[[ MATERIAL SUPPLIED open ]]

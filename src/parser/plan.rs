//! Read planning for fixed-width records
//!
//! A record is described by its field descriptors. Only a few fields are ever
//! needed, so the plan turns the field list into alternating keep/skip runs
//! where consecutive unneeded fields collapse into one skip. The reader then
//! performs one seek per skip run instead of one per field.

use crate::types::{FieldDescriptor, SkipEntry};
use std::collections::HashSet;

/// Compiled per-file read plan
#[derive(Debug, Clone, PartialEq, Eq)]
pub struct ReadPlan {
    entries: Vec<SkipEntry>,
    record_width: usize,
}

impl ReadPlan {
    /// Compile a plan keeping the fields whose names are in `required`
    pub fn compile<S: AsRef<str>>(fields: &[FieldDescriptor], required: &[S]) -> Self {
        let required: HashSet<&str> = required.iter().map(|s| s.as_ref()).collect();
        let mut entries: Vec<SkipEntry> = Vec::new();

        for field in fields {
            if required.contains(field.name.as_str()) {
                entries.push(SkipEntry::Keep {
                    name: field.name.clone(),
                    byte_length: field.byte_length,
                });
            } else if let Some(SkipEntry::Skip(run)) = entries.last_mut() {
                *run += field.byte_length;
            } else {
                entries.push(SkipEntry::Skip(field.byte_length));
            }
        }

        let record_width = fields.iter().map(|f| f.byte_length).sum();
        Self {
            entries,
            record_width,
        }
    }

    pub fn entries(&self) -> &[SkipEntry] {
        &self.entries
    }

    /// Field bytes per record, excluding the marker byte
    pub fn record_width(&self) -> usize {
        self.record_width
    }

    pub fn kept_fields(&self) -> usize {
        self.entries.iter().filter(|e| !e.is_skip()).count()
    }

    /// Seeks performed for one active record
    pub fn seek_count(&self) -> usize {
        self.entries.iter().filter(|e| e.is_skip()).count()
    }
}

[[ MATERIAL SUPPLIED closed ]]
[[ MATERIAL SUPPLIED open ]]

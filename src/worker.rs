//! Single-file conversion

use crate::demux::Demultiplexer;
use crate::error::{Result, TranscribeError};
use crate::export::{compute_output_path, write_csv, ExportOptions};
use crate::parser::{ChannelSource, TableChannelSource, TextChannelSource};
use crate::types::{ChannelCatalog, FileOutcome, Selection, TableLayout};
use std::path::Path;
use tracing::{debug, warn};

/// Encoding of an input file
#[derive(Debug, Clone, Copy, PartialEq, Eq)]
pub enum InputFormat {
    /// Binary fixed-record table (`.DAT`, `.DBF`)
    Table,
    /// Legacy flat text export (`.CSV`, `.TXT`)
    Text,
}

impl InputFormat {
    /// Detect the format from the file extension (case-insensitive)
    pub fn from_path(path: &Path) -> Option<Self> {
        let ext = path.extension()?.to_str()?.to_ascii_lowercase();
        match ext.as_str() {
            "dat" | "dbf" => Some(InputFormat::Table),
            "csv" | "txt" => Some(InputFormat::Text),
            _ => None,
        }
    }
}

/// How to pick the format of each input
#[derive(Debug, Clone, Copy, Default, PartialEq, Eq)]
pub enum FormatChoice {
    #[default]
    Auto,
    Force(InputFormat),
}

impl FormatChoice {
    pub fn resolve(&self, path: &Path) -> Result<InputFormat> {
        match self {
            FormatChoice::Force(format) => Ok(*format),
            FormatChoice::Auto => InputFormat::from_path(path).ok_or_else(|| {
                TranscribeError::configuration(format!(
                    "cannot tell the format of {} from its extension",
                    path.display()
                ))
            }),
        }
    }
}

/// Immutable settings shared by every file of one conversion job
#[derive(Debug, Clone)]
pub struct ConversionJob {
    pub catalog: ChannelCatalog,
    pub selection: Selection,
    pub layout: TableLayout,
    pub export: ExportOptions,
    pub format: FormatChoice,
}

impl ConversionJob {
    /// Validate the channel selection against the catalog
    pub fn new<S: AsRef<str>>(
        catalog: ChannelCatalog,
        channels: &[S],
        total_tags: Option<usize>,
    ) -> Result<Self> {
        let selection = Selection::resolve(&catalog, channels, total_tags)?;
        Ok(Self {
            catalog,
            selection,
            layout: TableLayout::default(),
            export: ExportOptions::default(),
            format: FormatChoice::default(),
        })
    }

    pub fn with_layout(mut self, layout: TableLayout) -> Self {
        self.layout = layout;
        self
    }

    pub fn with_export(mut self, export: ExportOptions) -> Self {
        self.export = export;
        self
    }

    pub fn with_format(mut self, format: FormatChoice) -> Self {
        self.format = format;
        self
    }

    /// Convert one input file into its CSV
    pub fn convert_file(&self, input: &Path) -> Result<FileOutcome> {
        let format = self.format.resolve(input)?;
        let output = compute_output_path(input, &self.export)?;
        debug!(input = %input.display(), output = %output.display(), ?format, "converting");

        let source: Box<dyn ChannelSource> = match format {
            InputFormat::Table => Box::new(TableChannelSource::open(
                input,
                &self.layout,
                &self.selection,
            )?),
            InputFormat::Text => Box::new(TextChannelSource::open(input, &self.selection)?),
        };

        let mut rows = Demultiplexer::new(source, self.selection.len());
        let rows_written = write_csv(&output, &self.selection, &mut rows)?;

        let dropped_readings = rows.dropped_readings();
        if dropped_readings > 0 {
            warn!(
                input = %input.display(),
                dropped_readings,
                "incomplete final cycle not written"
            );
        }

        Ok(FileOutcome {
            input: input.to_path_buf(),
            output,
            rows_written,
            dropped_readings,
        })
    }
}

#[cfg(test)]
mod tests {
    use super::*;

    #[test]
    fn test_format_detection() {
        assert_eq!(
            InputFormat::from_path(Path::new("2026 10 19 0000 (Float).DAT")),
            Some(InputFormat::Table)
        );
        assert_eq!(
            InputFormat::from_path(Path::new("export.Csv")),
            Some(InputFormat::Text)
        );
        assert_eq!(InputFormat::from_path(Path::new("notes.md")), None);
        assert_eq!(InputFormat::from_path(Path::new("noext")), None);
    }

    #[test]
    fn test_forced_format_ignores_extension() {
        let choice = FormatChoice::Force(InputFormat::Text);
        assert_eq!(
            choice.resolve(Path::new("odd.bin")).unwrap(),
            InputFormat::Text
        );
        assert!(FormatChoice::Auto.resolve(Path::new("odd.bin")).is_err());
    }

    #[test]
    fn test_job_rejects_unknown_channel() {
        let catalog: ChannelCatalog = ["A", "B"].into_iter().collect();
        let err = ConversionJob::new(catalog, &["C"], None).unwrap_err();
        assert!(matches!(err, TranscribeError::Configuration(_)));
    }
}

[[ MATERIAL SUPPLIED closed ]]

• [WHAT YOU WILL DO]: Look through the entries above and quote exactly the lines from the line with "let ext = path.extension()?.to_str()?.to_ascii_lowercase();" to the line with "pub enum FormatChoice", counting both of those lines.

• [WRITTEN RESPONSE]:
        let ext = path.extension()?.to_str()?.to_ascii_lowercase();
        match ext.as_str() {
            "dat" | "dbf" => Some(InputFormat::Table),
            "csv" | "txt" => Some(InputFormat::Text),
            _ => None,
        }
    }
}

/// How to pick the format of each input
#[derive(Debug, Clone, Copy, Default, PartialEq, Eq)]
pub enum FormatChoice {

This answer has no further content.